[spambayes-dev] Bug in timcv.py

Tue Dec 2 22:59:52 EST 2003

[Kenny Pitt]
> It looks like there is a bug in timcv.  I tried to run a test of
> training on only a small number of messages, and I got the following
> output.
>
> """
> C:\src\python\spambayes_exp\testtools>python timcv.py -n 5 --HamTrain
> 10 --SpamTrain 10 --HamTest 150 --SpamTest 400  timcv_10-10.txt

Wow -- I didn't even know those options ({Ham,Spam}{Train,Test}) existed.
They warp the meaning of "cross validation" beyond my recognition, so I wish
they had been added to a new "cv-like" test driver instead.  Oh well.

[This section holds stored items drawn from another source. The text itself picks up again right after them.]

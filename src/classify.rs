//! Request classification: decides which strategy, if any, owns a request.

use crate::config::RoutesConfig;
use crate::http::Request;

/// Outcome of classifying an intercepted request.
#[derive(Debug, Clone, Copy, PartialEq, Eq)]
pub enum Classification {
  /// Non-GET: straight to the network, never cached
  Direct,
  /// Navigation outside the application's routes: not intercepted
  Passthrough,
  Api,
  Static,
  Navigation,
  Other,
}

/// Pure rules over method, path and request mode.
#[derive(Debug, Clone)]
pub struct RequestClassifier {
  routes: RoutesConfig,
}

impl RequestClassifier {
  pub fn new(routes: RoutesConfig) -> Self {
    Self { routes }
  }

  /// Rules apply in order: method, API prefix, static asset, navigation
  /// allow-list, then everything else.
  pub fn classify(&self, request: &Request) -> Classification {
    if !request.is_get() {
      return Classification::Direct;
    }

    let path = request.url.path();

    if self.is_api(path) {
      return Classification::Api;
    }

    if self.is_static(path) {
      return Classification::Static;
    }

    if request.is_navigation() {
      return if self.is_app_route(path) {
        Classification::Navigation
      } else {
        Classification::Passthrough
      };
    }

    Classification::Other
  }

  fn is_api(&self, path: &str) -> bool {
    self.routes.api_prefixes.iter().any(|p| path.starts_with(p.as_str()))
  }

  fn is_static(&self, path: &str) -> bool {
    if self
      .routes
      .static_prefixes
      .iter()
      .any(|p| path.starts_with(p.as_str()))
    {
      return true;
    }

    let file = path.rsplit('/').next().unwrap_or("");
    match file.rsplit_once('.') {
      Some((stem, ext)) if !stem.is_empty() => {
        self.routes.static_extensions.contains(&ext.to_ascii_lowercase())
      }
      _ => false,
    }
  }

  fn is_app_route(&self, path: &str) -> bool {
    let trimmed = match path.trim_end_matches('/') {
      "" => "/",
      p => p,
    };
    self.routes.navigation_routes.iter().any(|route| {
      let route = match route.trim_end_matches('/') {
        "" => "/",
        r => r,
      };
      trimmed == route || (route != "/" && trimmed.starts_with(&format!("{}/", route)))
    })
  }

  /// Live computation endpoints are never cached in either direction.
  pub fn is_live(&self, request: &Request) -> bool {
    let path = request.url.path();
    self.routes.live_markers.iter().any(|m| path.contains(m.as_str()))
  }

  /// Schemes such as browser extensions always go straight to the network.
  pub fn is_bypassed(&self, request: &Request) -> bool {
    let scheme = request.url.scheme();
    self.routes.bypass_schemes.iter().any(|s| s == scheme)
  }
}

#[cfg(test)]
mod tests {
  use super::*;
  use url::Url;

  fn classifier() -> RequestClassifier {
    RequestClassifier::new(RoutesConfig::default())
  }

  fn req(method: &str, path: &str) -> Request {
    let origin = Url::parse("http://localhost:3000/").unwrap();
    Request::parse(method, path, &origin).unwrap()
  }

  #[test]
  fn test_non_get_is_direct_even_for_static_paths() {
    assert_eq!(classifier().classify(&req("POST", "/api/cart")), Classification::Direct);
    assert_eq!(classifier().classify(&req("PUT", "/static/app.css")), Classification::Direct);
  }

  #[test]
  fn test_api_prefix_wins_over_extension() {
    assert_eq!(classifier().classify(&req("GET", "/api/products")), Classification::Api);
    assert_eq!(classifier().classify(&req("GET", "/api/export.js")), Classification::Api);
  }

  #[test]
  fn test_static_by_prefix_and_extension() {
    let c = classifier();
    assert_eq!(c.classify(&req("GET", "/static/app.css")), Classification::Static);
    assert_eq!(c.classify(&req("GET", "/logo.PNG")), Classification::Static);
    assert_eq!(c.classify(&req("GET", "/fonts/inter")), Classification::Static);
    assert_eq!(c.classify(&req("GET", "/.css")), Classification::Other);
  }

  #[test]
  fn test_navigation_allow_list() {
    let c = classifier();
    assert_eq!(c.classify(&req("GET", "/").navigate()), Classification::Navigation);
    assert_eq!(c.classify(&req("GET", "/products/42").navigate()), Classification::Navigation);
    assert_eq!(c.classify(&req("GET", "/cart/").navigate()), Classification::Navigation);
    assert_eq!(c.classify(&req("GET", "/admin").navigate()), Classification::Passthrough);
    assert_eq!(c.classify(&req("GET", "/cartography").navigate()), Classification::Passthrough);
  }

  #[test]
  fn test_everything_else_is_other() {
    assert_eq!(classifier().classify(&req("GET", "/admin")), Classification::Other);
    assert_eq!(classifier().classify(&req("GET", "/manifest.json")), Classification::Other);
  }

  #[test]
  fn test_live_and_bypass_detection() {
    let c = classifier();
    assert!(c.is_live(&req("GET", "/api/ai/recommendations")));
    assert!(!c.is_live(&req("GET", "/api/products")));

    let ext = Request::get(Url::parse("chrome-extension://abc/script.js").unwrap());
    assert!(c.is_bypassed(&ext));
    assert!(!c.is_bypassed(&req("GET", "/static/app.css")));
  }
}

> Traceback (most recent call last):
>    ...
>   File "C:\src\python\spambayes_exp\spambayes\TestDriver.py",
         line 266, in test
>     t.predict(spam, True, new_spam)
> ...
>   File "C:\src\python\spambayes\spambayes\classifier.py", line 242,
         in probability
>     assert hamcount <= nham
> AssertionError
> """

Ouch.

> I took a quick look at timcv.py, and I think I know what is happening.
> The ham and spam streams for initial training are created with
> "train=1",

Right.

> but the untrain() for the set being tested is done using streams that
> are created with "train=0".

Right.

> If the HamTrain/SpamTrain counts are different from the
> HamTest/SpamTest counts then the untrain() does not use the same
> set of messages.

This isn't cross-validation testing, so the optimizations in timcv.py *for*
true cv testing stopped making sense when these other options were added.

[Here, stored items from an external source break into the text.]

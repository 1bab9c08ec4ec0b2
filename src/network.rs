//! Network access behind a trait so strategies can be driven without sockets.

use async_trait::async_trait;
use color_eyre::{eyre::eyre, Result};
use reqwest::header::{HeaderMap, HeaderName, HeaderValue};
use reqwest::Method;

use crate::http::{Headers, Request, Response};

/// Anything that can turn a request into a response.
///
/// `Err` means the request never produced a response (offline, DNS, reset).
/// Error statuses are returned as `Ok` responses.
#[async_trait]
pub trait Network: Send + Sync {
  async fn fetch(&self, request: &Request) -> Result<Response>;
}

/// Network backed by a shared reqwest client.
#[derive(Clone)]
pub struct HttpNetwork {
  client: reqwest::Client,
}

impl HttpNetwork {
  pub fn new() -> Result<Self> {
    let client = reqwest::Client::builder()
      .user_agent(concat!("swgate/", env!("CARGO_PKG_VERSION")))
      .build()
      .map_err(|e| eyre!("Failed to create HTTP client: {}", e))?;
    Ok(Self { client })
  }
}

#[async_trait]
impl Network for HttpNetwork {
  async fn fetch(&self, request: &Request) -> Result<Response> {
    let method = Method::from_bytes(request.method.as_bytes())
      .map_err(|e| eyre!("Invalid method {}: {}", request.method, e))?;

    let mut headers = HeaderMap::new();
    for (name, value) in &request.headers {
      let name = HeaderName::from_bytes(name.as_bytes())
        .map_err(|e| eyre!("Invalid header name {}: {}", name, e))?;
      let value =
        HeaderValue::from_str(value).map_err(|e| eyre!("Invalid header value: {}", e))?;
      headers.insert(name, value);
    }

    let mut builder = self
      .client
      .request(method, request.url.clone())
      .headers(headers);
    if let Some(body) = &request.body {
      builder = builder.body(body.clone());
    }

    let response = builder
      .send()
      .await
      .map_err(|e| eyre!("Failed to fetch {}: {}", request.url, e))?;

    let status = response.status().as_u16();
    let headers: Headers = response
      .headers()
      .iter()
      .filter_map(|(k, v)| v.to_str().ok().map(|v| (k.as_str().to_string(), v.to_string())))
      .collect();
    let body = response
      .bytes()
      .await
      .map_err(|e| eyre!("Failed to read body of {}: {}", request.url, e))?;

    Ok(Response {
      status,
      headers,
      body: body.to_vec(),
    })
  }
}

> I can, of course, work around this by setting
> build_each_classifier_from_scratch, but just wanted to let everyone
> know about the mismatch.

I'd rather see these options moved into a different test driver, leaving
timcv.py unsurprising again.  Since timcv.py is the primary driver for
serious testing, it should be kept as simple and bulletproof as possible.  I
regret that the build_each_classifier_from_scratch option was added to it
for the same reason (as the comments for that option say, there was a need
for that option at one time, when evaluating some since-rejected combining
schemes where *incremental* training and untraining were impossible; those
schemes went away, but the option stayed behind to muddy the waters).

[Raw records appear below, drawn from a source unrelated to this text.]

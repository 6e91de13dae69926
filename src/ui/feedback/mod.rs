// SPDX-License-Identifier: MPL-2.0
//! Transient feedback state for a UI surface.
//!
//! This module provides the [`FeedbackStore`], a single-threaded holder of
//! loading/error/toast state that view code binds to, plus the capability
//! traits it needs from its host environment.
//!
//! # Components
//!
//! - [`capability`] - `Clock` and `Prompt` traits with production implementations
//! - [`store`] - `FeedbackStore` with the loading flag, error field, and toast
//! - [`toast`] - Widget functions for rendering the current toast
//!
//! # Usage
//!
//! ```
//! use ansiversa_ui::ui::feedback::{FeedbackStore, Message, ToastKind};
//!
//! let mut store = FeedbackStore::new();
//!
//! // Reflect an async operation's outcome
//! store.set_loading(false);
//! store.notify(ToastKind::Success, "Saved");
//!
//! // Drive auto-dismissal from the host's periodic tick
//! store.handle_message(&Message::Tick);
//! ```
//!
//! # Design Considerations
//!
//! - Toast duration: 2.5s, overridable via [`FeedbackStore::with_dismiss_delay`]
//! - Errors persist until explicitly cleared; the store never clears them itself
//! - All timing flows through the injected [`capability::Clock`], so the store
//!   is testable without a running event loop

pub mod capability;
mod store;
pub mod toast;

pub use capability::{Clock, DialogPrompt, Prompt, SystemClock};
pub use store::{
    safe_error_message, safe_error_message_or, FeedbackStore, Message, Toast, ToastKind,
    DEFAULT_TOAST_DISMISS_DELAY, GENERIC_ERROR_MESSAGE,
};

> I noticed another curiosity in the traceback:  I ran the test from
> inside directory "C:\src\python\spambayes_exp", which contains my
> modified version of SpamBayes.  When the traceback gets to
> classifier.py, however, you can see that classifier.py was loaded from
> "C:\src\python\spambayes" instead, which is where I have my original
> CVS version of SpamBayes.  I don't have any PYTHONPATH environment
> variable set, and I don't know what else might cause it to jump paths
> like that. Can one of you more experienced python'ers explain this?

Run Python with -v to get a report of how every import got satisfied.  Then
stare until your eyes bleed <0.9 wink>.  I notice that a lot of the scripts
these days muck around with sys.path directly, thus changing Python's search
path dynamically, at runtime.  That's *usually* a Bad Idea.  If I were you,
I'd take a critical look at the fix_sys_path() function in
sb_test_support.py.  I don't know how this got so convoluted, but gobs of
dynamic code trying to "fix" what should be statically known (or at worst
fiddled once in a config file) is a pretty sure recipe for confusion.